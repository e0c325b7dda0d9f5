//! # Synchronization
//!
//! The interrupt-safe diagnostic lock and the processor seam it sits on.

pub mod cpu;
pub mod diag_lock;

pub use cpu::{CpuControl, DefaultCpu, IrqFlags, MAX_CORES};
pub use diag_lock::{
    CoreLockStats, DefaultDiag, DiagLock, DiagLockGuard, Instrumented, LockDiagnostics, LockStats,
    Plain,
};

§ **ACTIVITY**
Reprint the complete listing exactly.

§ **PROBLEM SOLUTION**
repository e0c325b7dda0d9f5
//! # Synchronization
//!
//! The interrupt-safe diagnostic lock and the processor seam it sits on.

pub mod cpu;
pub mod diag_lock;

pub use cpu::{CpuControl, DefaultCpu, IrqFlags, MAX_CORES};
pub use diag_lock::{
    CoreLockStats, DefaultDiag, DiagLock, DiagLockGuard, Instrumented, LockDiagnostics, LockStats,
    Plain,
};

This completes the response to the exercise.